What was the surfing scene like in 1980 compared to today?


“In 1980, there were about 12 guys and they all knew each other. Okay, maybe 15. It’s not like it is now.”


What do you feel led to the rise in surfing’s popularity?


“Surfing is like being a heroin addict. Once you’ve had your first shot, you’ve got to have more, there’s no going back. As soon as people started to try it, they realized it. In the last 10 or 15 years, wet suit technology has improved dramatically. It opened up the doors for comfort and warmth. A lot more women started coming into the sport shortly after that because now they could look good, be comfortable, and actually learn to surf. There are plenty of women now that surf just as well as the guys.”


What do you recommend to beginners interested in surfing?

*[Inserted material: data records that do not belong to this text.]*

//! ARM, formerly an acronym of Acorn RISC Machine, and a quite popular ISA.
//!
//! This only covers the 32-bit ARM instruction set (A32). Thumb code is never
//! emitted or matched by the patch engine.

mod dis;
mod instr;
mod types;

pub use dis::disassemble;
pub use instr::Instruction;
pub use types::*;
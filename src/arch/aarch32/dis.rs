//! Textual disassembly of A32 code, for diagnostics.

use crate::arch::aarch32::{Instruction, PtrVal, Word, INSTRUCTION_SIZE};
use std::convert::TryInto;
use std::fmt::Write;

/// Render a single instruction word located at `address`.
///
/// Words outside of the modelled instruction subset are rendered as data.
pub fn disassemble_word(word: Word, address: PtrVal) -> String {
    match Instruction::decode(word, address) {
        Some(instr) => instr.to_string(),
        None => format!(".word 0x{:08x}", word),
    }
}

/// Disassemble a block of code that was read from `address`.
///
/// One line is produced per instruction word; a trailing partial word is
/// ignored.
pub fn disassemble(bytes: &[u8], address: PtrVal) -> String {
    let mut listing = String::new();

    for (i, chunk) in bytes.chunks_exact(INSTRUCTION_SIZE as usize).enumerate() {
        let pc = address.wrapping_add(i as PtrVal * INSTRUCTION_SIZE);
        let word = Word::from_le_bytes(chunk.try_into().expect("chunks are exactly one word"));

        writeln!(listing, "{:08x}:  {:08x}  {}", pc, word, disassemble_word(word, pc))
            .expect("writing to a String cannot fail");
    }

    listing
}
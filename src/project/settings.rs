//! Configuration file representation

use crate::emit::{LanModeOverrides, LaunchCommands};
use crate::locate::Model;
use clap::{App, Arg, ArgMatches, ArgSettings};
use serde::{Deserialize, Serialize};
use std::collections::BTreeMap;
use std::path::{Path, PathBuf};
use std::{fs, io};

/// In-memory representation of the patcher's configuration.
///
/// This is typically read from a file named `fwpatch.json`. Every field is
/// optional; an empty object configures the stock behavior.
#[derive(Serialize, Deserialize, Debug, Clone, Default, PartialEq, Eq)]
pub struct Settings {
    #[serde(default)]
    patches_dir: Option<PathBuf>,

    #[serde(default)]
    commands: LaunchCommands,

    /// Replaces `commands` wholesale for one model, keyed by model code.
    #[serde(default)]
    model_commands: BTreeMap<Model, LaunchCommands>,

    #[serde(default)]
    lan_mode_overrides: LanModeOverrides,
}

impl Settings {
    pub fn read(filename: &Path) -> io::Result<Self> {
        let settings_file = fs::File::open(filename)?;
        let settings: Self = serde_json::from_reader(io::BufReader::new(settings_file))?;

        Ok(settings)
    }

    /// Read a configuration file that need not exist.
    pub fn read_optional(filename: &Path) -> io::Result<Self> {
        match Self::read(filename) {
            Ok(settings) => Ok(settings),
            Err(ref e) if e.kind() == io::ErrorKind::NotFound => {
                debug!("No {}, using defaults", filename.display());
                Ok(Self::default())
            }
            Err(e) => Err(e),
        }
    }

    pub fn configure_app<'a, 'b>(app: App<'a, 'b>) -> App<'a, 'b> {
        app.arg(
            Arg::with_name("dir")
                .long("dir")
                .value_name("patches/")
                .help("The directory holding the firmware binaries to patch.")
                .takes_value(true)
                .set(ArgSettings::Global),
        )
    }

    /// Construct Settings from clap ArgMatches
    pub fn from_arg_matches(args: &ArgMatches) -> Settings {
        Settings {
            patches_dir: args.value_of("dir").map(PathBuf::from),
            ..Settings::default()
        }
    }

    /// Directory scanned for binaries; the working directory by default.
    pub fn patches_dir(&self) -> &Path {
        self.patches_dir.as_deref().unwrap_or_else(|| Path::new("."))
    }

    /// Commands to embed in the UI binaries of `model`.
    pub fn commands_for(&self, model: Model) -> &LaunchCommands {
        self.model_commands.get(&model).unwrap_or(&self.commands)
    }

    pub fn lan_mode_overrides(&self) -> &LanModeOverrides {
        &self.lan_mode_overrides
    }

    pub fn apply_override(&self, other: &Settings) -> Settings {
        Settings {
            patches_dir: other.patches_dir.clone().or_else(|| self.patches_dir.clone()),
            commands: if other.commands != LaunchCommands::default() {
                other.commands.clone()
            } else {
                self.commands.clone()
            },
            model_commands: match other.model_commands.len() {
                0 => self.model_commands.clone(),
                _ => other.model_commands.clone(),
            },
            lan_mode_overrides: match other.lan_mode_overrides.len() {
                0 => self.lan_mode_overrides.clone(),
                _ => other.lan_mode_overrides.clone(),
            },
        }
    }
}
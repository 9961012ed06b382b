//! ELF32 ARM executable loading

use crate::arch::aarch32::{PtrVal, Word};
use crate::error::{Error, Result};
use crate::image::{ExecutableImage, Image, Region};
use object::{
    Architecture, Object, ObjectSection, ObjectSegment, ObjectSymbol, ObjectSymbolTable,
    SymbolIndex,
};
use std::convert::{TryFrom, TryInto};

/// Size of the lazy-binding header at the start of `.plt`.
const PLT_HEADER_SIZE: PtrVal = 20;

/// Size of one standard (short) ARM PLT entry.
const PLT_ENTRY_SIZE: PtrVal = 12;

/// Every short PLT entry starts with `add ip, pc, #0, 12`.
const PLT_ENTRY_MASK: Word = 0xFFFF_FF00;
const PLT_ENTRY_BITS: Word = 0xE28F_C600;

fn address(value: u64) -> Result<PtrVal> {
    PtrVal::try_from(value)
        .map_err(|_| Error::InvalidImage(format!("address 0x{:x} exceeds 32 bits", value)))
}

fn file_offset(value: u64) -> Result<usize> {
    usize::try_from(value)
        .map_err(|_| Error::InvalidImage(format!("file offset 0x{:x} is too large", value)))
}

impl ExecutableImage {
    /// Parse the contents of an ELF file.
    ///
    /// Only 32-bit little-endian ARM executables are accepted. Loadable
    /// segments become the addressable space of the image; sections and both
    /// static and dynamic symbols are recorded by name, symbols with their
    /// sizes. Imported functions additionally get a symbol pointing at their
    /// PLT stub, so that calls to e.g. `system` can be assembled like calls
    /// to local functions.
    pub(super) fn parse_elf(data: Vec<u8>) -> Result<Self> {
        let (segments, sections, symbols, imports) = {
            let file = object::File::parse(&*data)?;

            if file.architecture() != Architecture::Arm || file.is_64() || !file.is_little_endian() {
                return Err(Error::InvalidImage(
                    "expected a 32-bit little-endian ARM executable".to_string(),
                ));
            }

            let mut segments = Vec::new();
            for seg in file.segments() {
                let (offset, size) = seg.file_range();
                if size == 0 {
                    continue;
                }

                let name = seg.name()?.unwrap_or("");
                segments.push(Region::new(
                    name,
                    address(seg.address())?,
                    file_offset(offset)?,
                    file_offset(size)?,
                ));
            }

            let mut sections = Vec::new();
            for sec in file.sections() {
                let name = sec.name()?;
                let (offset, size) = sec.file_range().unwrap_or((0, 0));
                sections.push(Region::new(
                    name,
                    address(sec.address())?,
                    file_offset(offset)?,
                    file_offset(size)?,
                ));
            }

            let mut symbols = Vec::new();
            for sym in file.symbols().chain(file.dynamic_symbols()) {
                if !sym.is_definition() {
                    continue;
                }

                let name = sym.name()?;
                if !name.is_empty() {
                    // Zero means the size is unknown.
                    let size = usize::try_from(sym.size()).unwrap_or(0);
                    symbols.push((name.to_string(), address(sym.address())?, size));
                }
            }

            (segments, sections, symbols, plt_imports(&file)?)
        };

        let mut image = ExecutableImage::with_segments(data, segments)?;
        for section in sections {
            image.add_section(section);
        }
        for (name, address, size) in symbols {
            image.add_sized_symbol(&name, address, size);
        }

        if let Some((plt, imports)) = imports {
            image.add_plt_symbols(plt, imports);
        }

        Ok(image)
    }

    /// Register PLT stubs for every imported function that is not already
    /// defined locally.
    fn add_plt_symbols(&mut self, plt: PtrVal, imports: Vec<String>) {
        for (i, name) in imports.iter().enumerate() {
            let stub = plt + PLT_HEADER_SIZE + i as PtrVal * PLT_ENTRY_SIZE;

            match self.read_word(stub) {
                Ok(word) if word & PLT_ENTRY_MASK == PLT_ENTRY_BITS => {
                    self.add_symbol(name, stub);
                }
                other => {
                    warn!(
                        "PLT entry for {} at 0x{:x} is not a short ARM stub ({:x?}), skipping PLT symbols",
                        name, stub, other
                    );
                    return;
                }
            }
        }
    }
}

/// Collect the names of PLT-bound imports, in `.rel.plt` order.
///
/// Each `Elf32_Rel` entry is eight bytes: the GOT slot, then `r_info` whose
/// upper 24 bits index the dynamic symbol table.
fn plt_imports(file: &object::File<'_>) -> Result<Option<(PtrVal, Vec<String>)>> {
    let (plt, relocs, dynsym) = match (
        file.section_by_name(".plt"),
        file.section_by_name(".rel.plt"),
        file.dynamic_symbol_table(),
    ) {
        (Some(plt), Some(relocs), Some(dynsym)) => (plt, relocs, dynsym),
        _ => return Ok(None),
    };

    let mut imports = Vec::new();
    for entry in relocs.data()?.chunks_exact(8) {
        let info = u32::from_le_bytes(entry[4..8].try_into().expect("entry is eight bytes"));
        let sym = dynsym.symbol_by_index(SymbolIndex((info >> 8) as usize))?;

        imports.push(sym.name()?.to_string());
    }

    Ok(Some((address(plt.address())?, imports)))
}
use serde::Serialize;
use serde_json::{Map, Value};
use utoipa::ToSchema;

use super::{CreateSchema, FieldReader, Length};
use crate::errors::ValidationErrors;

#[derive(Clone, Debug, PartialEq, Serialize, ToSchema)]
pub struct CreateContactRequest {
    #[schema(min_length = 2, max_length = 100)]
    pub name: String,
    pub email: String,
    #[schema(min_length = 5, max_length = 200)]
    pub subject: String,
    #[schema(min_length = 10, max_length = 2000)]
    pub message: String,
}

impl CreateSchema for CreateContactRequest {
    fn from_raw(raw: &Map<String, Value>) -> Result<Self, ValidationErrors> {
        let mut reader = FieldReader::new(raw);
        let name = reader.string("name", Length::between(2, 100));
        let email = reader.email("email");
        let subject = reader.string("subject", Length::between(5, 200));
        let message = reader.string("message", Length::between(10, 2000));
        reader.finish()?;

        Ok(Self {
            name,
            email,
            subject,
            message,
        })
    }
}
use anyhow::{Context, Result};
use axum::{
    http::HeaderValue,
    routing::get,
    Router,
};
use sea_orm::DatabaseConnection;
use std::sync::Arc;
use tower::ServiceBuilder;
use tower_http::cors::{AllowHeaders, AllowMethods, AllowOrigin, CorsLayer};
use utoipa::OpenApi;
use utoipa_swagger_ui::SwaggerUi;

use super::handlers::{blog, contact, projects, root, testimonials};
use super::openapi::ApiDoc;
use crate::services::{
    BlogService, ContactService, Mailer, NotificationDispatcher, ProjectService,
    TestimonialService,
};

#[derive(Clone)]
pub struct AppState {
    pub contacts: ContactService,
    pub blog: BlogService,
    pub testimonials: TestimonialService,
    pub projects: ProjectService,
    pub notifier: NotificationDispatcher,
}

impl AppState {
    pub fn new(db: DatabaseConnection, mailer: Arc<dyn Mailer>) -> Self {
        Self {
            contacts: ContactService::new(db.clone()),
            blog: BlogService::new(db.clone()),
            testimonials: TestimonialService::new(db.clone()),
            projects: ProjectService::new(db),
            notifier: NotificationDispatcher::new(mailer),
        }
    }
}

pub async fn create_app(
    db: DatabaseConnection,
    mailer: Arc<dyn Mailer>,
    cors_origin: Option<&str>,
) -> Result<Router> {
    let state = AppState::new(db, mailer);
    let cors = cors_layer(cors_origin)?;

    let app = Router::new()
        .route("/api", get(root::api_status))
        .route("/api/", get(root::api_status))
        .nest("/api", api_routes())
        .merge(SwaggerUi::new("/docs").url("/api-docs/openapi.json", ApiDoc::openapi()))
        .layer(ServiceBuilder::new().layer(cors))
        .with_state(state);

    Ok(app)
}

fn api_routes() -> Router<AppState> {
    Router::new()
        .route(
            "/contact",
            get(contact::list_contacts).post(contact::submit_contact),
        )
        .route(
            "/blog",
            get(blog::list_blog_posts).post(blog::create_blog_post),
        )
        .route("/blog/:id", get(blog::get_blog_post))
        .route(
            "/testimonials",
            get(testimonials::list_testimonials).post(testimonials::submit_testimonial),
        )
        .route(
            "/projects",
            get(projects::list_projects).post(projects::create_project),
        )
}

/// Credentials are always allowed, so the wildcard case mirrors the
/// caller's origin, methods and headers instead of answering `*`.
fn cors_layer(cors_origin: Option<&str>) -> Result<CorsLayer> {
    let origin = match cors_origin {
        Some(origin) => AllowOrigin::exact(
            origin
                .parse::<HeaderValue>()
                .with_context(|| format!("Invalid CORS origin: {}", origin))?,
        ),
        None => AllowOrigin::mirror_request(),
    };

    Ok(CorsLayer::new()
        .allow_origin(origin)
        .allow_methods(AllowMethods::mirror_request())
        .allow_headers(AllowHeaders::mirror_request())
        .allow_credentials(true))
}
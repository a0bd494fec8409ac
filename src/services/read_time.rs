use once_cell::sync::Lazy;
use regex::Regex;

static RE_WORD: Lazy<Regex> =
    Lazy::new(|| Regex::new(r"\w+").expect("Invalid regex pattern for word tokens"));

pub const WORDS_PER_MINUTE: usize = 200;

/// Number of word tokens (runs of letters, digits and underscores).
pub fn word_count(text: &str) -> usize {
    RE_WORD.find_iter(text).count()
}

/// Estimated reading time, e.g. `"3 min read"`. Never below one minute.
///
/// Rounds to the nearest minute with exact halves going to the even
/// neighbour, so 500 words is "2 min read" and 700 words is "4 min read".
pub fn estimate_read_time(text: &str) -> String {
    format!("{} min read", minutes_for(word_count(text)))
}

fn minutes_for(words: usize) -> usize {
    let whole = words / WORDS_PER_MINUTE;
    let remainder = words % WORDS_PER_MINUTE;
    let half = WORDS_PER_MINUTE / 2;

    let rounded = if remainder > half || (remainder == half && whole % 2 == 1) {
        whole + 1
    } else {
        whole
    };
    rounded.max(1)
}
use axum::{
    extract::{Path, State},
    response::Json,
};
use serde::Serialize;
use tracing::{debug, info};
use utoipa::ToSchema;

use crate::database::entities::blog_posts;
use crate::errors::{ApiError, ApiResult};
use crate::schemas::{BlogListParams, CreateBlogPostRequest};
use crate::server::app::AppState;
use crate::server::middleware::{ValidatedJson, ValidatedQuery};
use crate::services::BlogPage;

#[derive(Debug, Serialize, ToSchema)]
pub struct BlogListResponse {
    pub posts: Vec<blog_posts::Model>,
    pub total: u64,
    pub page: u64,
    pub per_page: u64,
}

impl From<BlogPage> for BlogListResponse {
    fn from(page: BlogPage) -> Self {
        Self {
            posts: page.posts,
            total: page.total,
            page: page.page,
            per_page: page.per_page,
        }
    }
}

#[utoipa::path(
    get,
    path = "/api/blog",
    params(
        ("category" = Option<String>, Query, description = "Only posts in this category"),
        ("page" = Option<u64>, Query, description = "Page number, starting at 1"),
        ("per_page" = Option<u64>, Query, description = "Posts per page, 1 to 50")
    ),
    responses(
        (status = 200, description = "One page of published posts", body = BlogListResponse),
        (status = 422, description = "Invalid pagination parameters")
    )
)]
pub async fn list_blog_posts(
    State(state): State<AppState>,
    ValidatedQuery(params): ValidatedQuery<BlogListParams>,
) -> ApiResult<Json<BlogListResponse>> {
    let page = state
        .blog
        .list_published(&params)
        .await
        .map_err(|err| ApiError::database("Failed to fetch blog posts", err))?;
    debug!(
        "Blog page {} ({} per page): {} of {} posts",
        page.page,
        page.per_page,
        page.posts.len(),
        page.total
    );

    Ok(Json(page.into()))
}

#[utoipa::path(
    get,
    path = "/api/blog/{id}",
    params(
        ("id" = String, Path, description = "Blog post ID")
    ),
    responses(
        (status = 200, description = "Published post", body = crate::database::entities::blog_posts::Model),
        (status = 404, description = "Blog post not found")
    )
)]
pub async fn get_blog_post(
    State(state): State<AppState>,
    Path(id): Path<String>,
) -> ApiResult<Json<blog_posts::Model>> {
    let post = state
        .blog
        .find_published(&id)
        .await
        .map_err(|err| ApiError::database("Failed to fetch blog post", err))?
        .ok_or_else(|| ApiError::not_found("Blog post"))?;

    Ok(Json(post))
}

#[utoipa::path(
    post,
    path = "/api/blog",
    request_body = CreateBlogPostRequest,
    responses(
        (status = 200, description = "Post created", body = crate::database::entities::blog_posts::Model),
        (status = 422, description = "Validation failed")
    )
)]
pub async fn create_blog_post(
    State(state): State<AppState>,
    ValidatedJson(request): ValidatedJson<CreateBlogPostRequest>,
) -> ApiResult<Json<blog_posts::Model>> {
    let post = state
        .blog
        .create(request)
        .await
        .map_err(|err| ApiError::database("Failed to create blog post", err))?;
    info!("Created blog post {} ({})", post.id, post.read_time);

    Ok(Json(post))
}
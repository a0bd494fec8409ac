//! List query construction
//!
//! A [`ListQuery`] is plain data (equality filters, a descending sort key,
//! skip and limit) so the visibility and pagination rules can be checked
//! without a database. [`ListQuery::build`] turns it into a sea-orm
//! `Select` for any entity whose columns carry the referenced names.

use sea_orm::{
    ColumnTrait, DbErr, EntityTrait, QueryFilter, QueryOrder, QuerySelect, Select, Value,
};
use std::str::FromStr;

use crate::schemas::{BlogListParams, ProjectListParams};

/// Upper bound on rows returned by the unpaginated list endpoints
pub const LIST_LIMIT: u64 = 100;

#[derive(Clone, Debug, PartialEq, Eq)]
pub enum FilterValue {
    Bool(bool),
    Text(String),
}

impl From<FilterValue> for Value {
    fn from(value: FilterValue) -> Self {
        match value {
            FilterValue::Bool(flag) => Value::from(flag),
            FilterValue::Text(text) => Value::from(text),
        }
    }
}

/// `column = value`
#[derive(Clone, Debug, PartialEq, Eq)]
pub struct Filter {
    pub column: &'static str,
    pub value: FilterValue,
}

impl Filter {
    pub fn flag(column: &'static str, value: bool) -> Self {
        Self {
            column,
            value: FilterValue::Bool(value),
        }
    }

    pub fn text(column: &'static str, value: impl Into<String>) -> Self {
        Self {
            column,
            value: FilterValue::Text(value.into()),
        }
    }
}

/// Conjunction of filters, newest-first ordering and a skip/limit window.
#[derive(Clone, Debug, PartialEq, Eq)]
pub struct ListQuery {
    pub filters: Vec<Filter>,
    /// Sorted descending; ties broken by `id` ascending
    pub sort_desc: &'static str,
    pub skip: u64,
    pub limit: u64,
}

impl ListQuery {
    /// All contact submissions, newest first.
    pub fn contacts() -> Self {
        Self {
            filters: Vec::new(),
            sort_desc: "created_at",
            skip: 0,
            limit: LIST_LIMIT,
        }
    }

    /// One page of published posts, optionally narrowed to a category.
    pub fn blog_posts(params: &BlogListParams) -> Self {
        let mut filters = vec![Filter::flag("published", true)];
        if let Some(category) = &params.category {
            filters.push(Filter::text("category", category.clone()));
        }

        Self {
            filters,
            sort_desc: "date",
            skip: params.page.saturating_sub(1).saturating_mul(params.per_page),
            limit: params.per_page,
        }
    }

    /// A single post by id, visible only once published.
    pub fn published_post(id: &str) -> Self {
        Self {
            filters: vec![Filter::text("id", id), Filter::flag("published", true)],
            sort_desc: "date",
            skip: 0,
            limit: 1,
        }
    }

    /// Approved testimonials only.
    pub fn testimonials() -> Self {
        Self {
            filters: vec![Filter::flag("approved", true)],
            sort_desc: "created_at",
            skip: 0,
            limit: LIST_LIMIT,
        }
    }

    pub fn projects(params: &ProjectListParams) -> Self {
        let mut filters = Vec::new();
        if let Some(category) = &params.category {
            filters.push(Filter::text("category", category.clone()));
        }
        if let Some(featured) = params.featured {
            filters.push(Filter::flag("featured", featured));
        }

        Self {
            filters,
            sort_desc: "created_at",
            skip: 0,
            limit: LIST_LIMIT,
        }
    }

    /// Rows matching the filters, without ordering or windowing. Used for
    /// totals, which must not depend on skip/limit.
    pub fn filtered<E: EntityTrait>(&self) -> Result<Select<E>, DbErr> {
        let mut select = E::find();
        for filter in &self.filters {
            let column = column::<E>(filter.column)?;
            let value: Value = filter.value.clone().into();
            select = select.filter(column.eq(value));
        }
        Ok(select)
    }

    pub fn build<E: EntityTrait>(&self) -> Result<Select<E>, DbErr> {
        let select = self
            .filtered::<E>()?
            .order_by_desc(column::<E>(self.sort_desc)?)
            .order_by_asc(column::<E>("id")?)
            .offset(self.skip)
            .limit(self.limit);
        Ok(select)
    }
}

fn column<E: EntityTrait>(name: &str) -> Result<E::Column, DbErr> {
    E::Column::from_str(name).map_err(|_| {
        DbErr::Custom(format!(
            "Unknown column '{}' for table '{}'",
            name,
            E::default().table_name()
        ))
    })
}

#[cfg(test)]
mod tests {
    use super::*;
    use crate::database::entities::{blog_posts, projects, testimonials};
    use sea_orm::{DbBackend, QueryTrait};

    #[test]
    fn blog_listing_always_requires_published() {
        let unfiltered = ListQuery::blog_posts(&BlogListParams::default());
        assert_eq!(unfiltered.filters, vec![Filter::flag("published", true)]);

        let params = BlogListParams {
            category: Some("Design".to_string()),
            ..BlogListParams::default()
        };
        let by_category = ListQuery::blog_posts(&params);
        assert_eq!(
            by_category.filters,
            vec![
                Filter::flag("published", true),
                Filter::text("category", "Design"),
            ]
        );
        assert_eq!(by_category.sort_desc, "date");
    }

    #[test]
    fn blog_pagination_window() {
        let params = BlogListParams {
            category: None,
            page: 2,
            per_page: 5,
        };
        let query = ListQuery::blog_posts(&params);
        assert_eq!(query.skip, 5);
        assert_eq!(query.limit, 5);

        let first = ListQuery::blog_posts(&BlogListParams::default());
        assert_eq!(first.skip, 0);
        assert_eq!(first.limit, 10);
    }

    #[test]
    fn single_post_keeps_visibility_restriction() {
        let query = ListQuery::published_post("abc");
        assert!(query.filters.contains(&Filter::flag("published", true)));
        assert!(query.filters.contains(&Filter::text("id", "abc")));
    }

    #[test]
    fn testimonials_require_approval() {
        let query = ListQuery::testimonials();
        assert_eq!(query.filters, vec![Filter::flag("approved", true)]);
        assert_eq!(query.limit, LIST_LIMIT);
        assert_eq!(query.sort_desc, "created_at");
    }

    #[test]
    fn project_filters_are_optional() {
        let none = ListQuery::projects(&ProjectListParams::default());
        assert!(none.filters.is_empty());

        let params = ProjectListParams {
            category: Some("Frontend".to_string()),
            featured: Some(false),
        };
        let both = ListQuery::projects(&params);
        assert_eq!(
            both.filters,
            vec![
                Filter::text("category", "Frontend"),
                Filter::flag("featured", false),
            ]
        );
    }

    #[test]
    fn renders_sql_with_filters_order_and_window() {
        let params = BlogListParams {
            category: Some("Design".to_string()),
            page: 3,
            per_page: 4,
        };
        let sql = ListQuery::blog_posts(&params)
            .build::<blog_posts::Entity>()
            .unwrap()
            .build(DbBackend::Sqlite)
            .to_string();

        assert!(sql.contains(r#""blog_posts"."published" = "#), "{}", sql);
        assert!(sql.contains(r#""blog_posts"."category" = 'Design'"#), "{}", sql);
        assert!(sql.contains(r#"ORDER BY "blog_posts"."date" DESC, "blog_posts"."id" ASC"#), "{}", sql);
        assert!(sql.contains("LIMIT 4 OFFSET 8"), "{}", sql);
    }

    #[test]
    fn unknown_column_is_an_error() {
        let query = ListQuery::testimonials();
        assert!(query.build::<testimonials::Entity>().is_ok());
        // Projects have no approval flag
        assert!(query.build::<projects::Entity>().is_err());
    }
}
use chrono::Utc;
use sea_orm::{ActiveModelTrait, DatabaseConnection, DbErr, Set};
use uuid::Uuid;

use super::query::ListQuery;
use crate::database::entities::contacts;
use crate::schemas::CreateContactRequest;

#[derive(Clone)]
pub struct ContactService {
    db: DatabaseConnection,
}

impl ContactService {
    pub fn new(db: DatabaseConnection) -> Self {
        Self { db }
    }

    /// Store a new, unread submission
    pub async fn create(&self, request: CreateContactRequest) -> Result<contacts::Model, DbErr> {
        let contact = contacts::ActiveModel {
            id: Set(Uuid::new_v4().to_string()),
            name: Set(request.name),
            email: Set(request.email),
            subject: Set(request.subject),
            message: Set(request.message),
            is_read: Set(false),
            created_at: Set(Utc::now()),
        };

        contact.insert(&self.db).await
    }

    /// Most recent submissions first
    pub async fn list(&self) -> Result<Vec<contacts::Model>, DbErr> {
        ListQuery::contacts()
            .build::<contacts::Entity>()?
            .all(&self.db)
            .await
    }
}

“I recommend renting for two or three times. By that time you know if it’s something you want to keep doing. I also recommend a local instructor, someone with a lot of experience like my instructors. And going to the right beach on the right day is also important for a beginner.”


Is there a particular beach that is ideal for learning to surf?


“There are two beaches, Indian Beach and Short Sands. They are where 75 percent of our lessons are given in the summer.”


What do you feel is the future of surfing?


“Surfing itself. What’s happening now is there are artificial wave pools opening up everywhere. Kids in Kansas are learning to surf. In Bend, they have a wave pool that they put in the river that can make standing waves. As time goes, more and more of them will be popping up. We do a lot of business just sending them boards and wet suits.”


What part brings you the greatest satisfaction?


“Talking with people… Sharing the stoke is the ultimate. And then ripping into the boxes every day after UPS comes and seeing the new toys.”